Figure 1. Sankey diagram summarizing 2023 traffic crashes by crash severity (fatal vs. non-fatal), involved road user/vehicle type, season, and time of day. Most crashes were non-fatal (96.75%), with the remainder being fatal. Among non-fatal crashes, pedestrian-involved incidents account for the largest share, with the highest counts occurring in summer. Overall, season shows less variation than time of day: crashes peak from noon to 5 PM (n=114), followed closely by 6–11 PM, consistent with daytime and evening travel patterns in the Portland metro area. Notably, all fatal crashes involved a pedestrian or cyclist, which correlates with the fact that non-motorized road users are more vulnerable in an accident.

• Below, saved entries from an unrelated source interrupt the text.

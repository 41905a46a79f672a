//! Password digests (Argon2id, PHC string format).

use argon2::{Argon2, PasswordHasher, PasswordVerifier};
use password_hash::{PasswordHash, SaltString};
use thiserror::Error;

use paddock_core::DomainError;

#[derive(Debug, Error, Clone, PartialEq, Eq)]
pub enum HashError {
    #[error("salt generation failed: {0}")]
    Salt(String),

    #[error("hashing failed: {0}")]
    Hash(String),
}

impl From<HashError> for DomainError {
    fn from(value: HashError) -> Self {
        DomainError::storage(value.to_string())
    }
}

/// Black-box `hash(password) -> digest` / `verify(digest, password) -> bool`.
pub trait CredentialHasher: Send + Sync {
    fn hash(&self, password: &str) -> Result<String, HashError>;

    /// Returns `false` for a wrong password *and* for an unparseable digest.
    fn verify(&self, digest: &str, password: &str) -> bool;
}

/// Argon2 with the crate's default parameters.
#[derive(Debug, Default, Clone, Copy)]
pub struct Argon2Hasher;

impl Argon2Hasher {
    pub fn new() -> Self {
        Self
    }
}

impl CredentialHasher for Argon2Hasher {
    fn hash(&self, password: &str) -> Result<String, HashError> {
        let mut salt_bytes = [0u8; 16];
        getrandom::getrandom(&mut salt_bytes).map_err(|e| HashError::Salt(e.to_string()))?;
        let salt = SaltString::encode_b64(&salt_bytes).map_err(|e| HashError::Salt(e.to_string()))?;
        let phc = Argon2::default()
            .hash_password(password.as_bytes(), &salt)
            .map_err(|e| HashError::Hash(e.to_string()))?
            .to_string();
        Ok(phc)
    }

    fn verify(&self, digest: &str, password: &str) -> bool {
        match PasswordHash::new(digest) {
            Ok(parsed) => Argon2::default().verify_password(password.as_bytes(), &parsed).is_ok(),
            Err(_) => false,
        }
    }
}

#[cfg(test)]
mod tests {
    use super::*;

    #[test]
    fn digest_never_contains_plaintext() {
        let hasher = Argon2Hasher::new();
        let digest = hasher.hash("correct horse battery").unwrap();
        assert!(digest.starts_with("$argon2"));
        assert!(!digest.contains("correct horse battery"));
    }

    #[test]
    fn verify_accepts_only_the_original_password() {
        let hasher = Argon2Hasher::new();
        let digest = hasher.hash("s3cret-pass").unwrap();
        assert!(hasher.verify(&digest, "s3cret-pass"));
        assert!(!hasher.verify(&digest, "s3cret-pasS"));
    }

    #[test]
    fn salts_differ_between_hashes() {
        let hasher = Argon2Hasher::new();
        assert_ne!(hasher.hash("same-password").unwrap(), hasher.hash("same-password").unwrap());
    }

    #[test]
    fn garbage_digest_does_not_verify() {
        assert!(!Argon2Hasher::new().verify("plaintext-in-db", "plaintext-in-db"));
    }
}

Note: Three property-damage-only crashes were excluded. Seasons and aggregated time blocks (rather than individual months and hours) are used to provide a high-level overview and highlight patterns that may warrant deeper analysis. Time blocks include full hours; for example, 12–5 PM represents 12:00 PM through 5:59 PM.

My Code

# load data set
Crashes <-  read.csv("C:/Users/Jennifer/Downloads/CDS501 (1).csv")

# load libraries needed

library(dplyr)
library(networkD3)
library(tidyr)
library(networkD3)
library(htmlwidgets)
library(stringr)


# Summarize total crashes by month for each distinct crash ID
Ped_Bike_Crashes_Summary <- Crashes %>%
  filter(is.na(Vehicle.Coded.Seq.)) %>%
  group_by(Crash.Month) %>%
  summarise(Total_Crashes = n_distinct(Crash.ID))

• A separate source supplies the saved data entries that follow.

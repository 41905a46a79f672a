use std::sync::Arc;

use axum::{
    extract::{Extension, Path, rejection::JsonRejection},
    http::StatusCode,
    response::IntoResponse,
    routing::get,
    Json, Router,
};

use paddock_core::EventId;

use crate::app::{dto, errors};
use crate::app::services::AppServices;
use crate::context::CurrentUser;

pub fn public_router() -> Router {
    Router::new()
        .route("/events", get(list_events))
        .route("/events/:id", get(get_event))
}

pub fn protected_router() -> Router {
    Router::new()
        .route("/events", axum::routing::post(create_event))
        .route("/events/:id", axum::routing::put(update_event).delete(delete_event))
}

pub async fn create_event(
    Extension(services): Extension<Arc<AppServices>>,
    Extension(current): Extension<CurrentUser>,
    body: Result<Json<dto::EventRequest>, JsonRejection>,
) -> axum::response::Response {
    let Json(body) = match body {
        Ok(b) => b,
        Err(e) => return errors::json_rejection_to_response(e),
    };
    let details = match body.into_details() {
        Ok(d) => d,
        Err(e) => return errors::domain_error_to_response(e),
    };

    match services.create_event(&current, details).await {
        Ok(event) => (StatusCode::CREATED, Json(event)).into_response(),
        Err(e) => errors::domain_error_to_response(e),
    }
}

pub async fn list_events(Extension(services): Extension<Arc<AppServices>>) -> axum::response::Response {
    match services.list_events().await {
        Ok(events) => Json(events).into_response(),
        Err(e) => errors::domain_error_to_response(e),
    }
}

pub async fn get_event(
    Extension(services): Extension<Arc<AppServices>>,
    Path(id): Path<String>,
) -> axum::response::Response {
    let id: EventId = match id.parse() {
        Ok(v) => v,
        Err(e) => return errors::domain_error_to_response(e),
    };

    match services.get_event(id).await {
        Ok(event) => Json(event).into_response(),
        Err(e) => errors::domain_error_to_response(e),
    }
}

pub async fn update_event(
    Extension(services): Extension<Arc<AppServices>>,
    Extension(current): Extension<CurrentUser>,
    Path(id): Path<String>,
    body: Result<Json<dto::EventRequest>, JsonRejection>,
) -> axum::response::Response {
    let id: EventId = match id.parse() {
        Ok(v) => v,
        Err(e) => return errors::domain_error_to_response(e),
    };
    let Json(body) = match body {
        Ok(b) => b,
        Err(e) => return errors::json_rejection_to_response(e),
    };
    let details = match body.into_details() {
        Ok(d) => d,
        Err(e) => return errors::domain_error_to_response(e),
    };

    match services.update_event(&current, id, details).await {
        Ok(event) => Json(event).into_response(),
        Err(e) => errors::domain_error_to_response(e),
    }
}

pub async fn delete_event(
    Extension(services): Extension<Arc<AppServices>>,
    Extension(current): Extension<CurrentUser>,
    Path(id): Path<String>,
) -> axum::response::Response {
    let id: EventId = match id.parse() {
        Ok(v) => v,
        Err(e) => return errors::domain_error_to_response(e),
    };

    match services.delete_event(&current, id).await {
        Ok(()) => StatusCode::NO_CONTENT.into_response(),
        Err(e) => errors::domain_error_to_response(e),
    }
}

# Map participant to non-motorist or motor vehicle
Crashes <- Crashes %>%
  mutate(
    Participant.Display.Seq. = case_when(
      is.na(Participant.Display.Seq.)  ~ "Non-Motorist",
      !is.na(Participant.Display.Seq.) ~ "Motor vehicle",
    )
  )

# Mapy vehicle types
Crashes <- Crashes %>%
  mutate(Vehicle.Type.Code = case_when(
    Vehicle.Type.Code == 1 ~ "Passenger Vehicle",
    Vehicle.Type.Code == 2 ~ "Truck Tractor no Trailer",
    Vehicle.Type.Code == 3 ~ "Farm Tractor/Equip",
    Vehicle.Type.Code == 4 ~ "Truck Tractor, Trailer/Mobile Home",
    Vehicle.Type.Code == 5 ~ "Truck, non-detachable bed",
    Vehicle.Type.Code == 6 ~ "Seated moped/scooter",
    Vehicle.Type.Code == 7 ~ "School bus/student transport van",
    Vehicle.Type.Code == 8 ~ "Other Bus",
    Vehicle.Type.Code == 9 ~ "Motorcycle/dirt bike",
    Vehicle.Type.Code == 10 ~ "Other Vehicle",
    Vehicle.Type.Code == 11 ~ "Motorhome",
    Vehicle.Type.Code == 12 ~ "Motorized streetcar/trolley"
  )) 

# Pull only needed data
Crashes_Filtered <- Crashes[, c("Crash.ID", "Participant.Display.Seq.", "Crash.Month", "Crash.Day", "Crash.Hour", "Crash.Type", "Crash.Severity", "Vehicle.Type.Code", "Participant.Type.Code")]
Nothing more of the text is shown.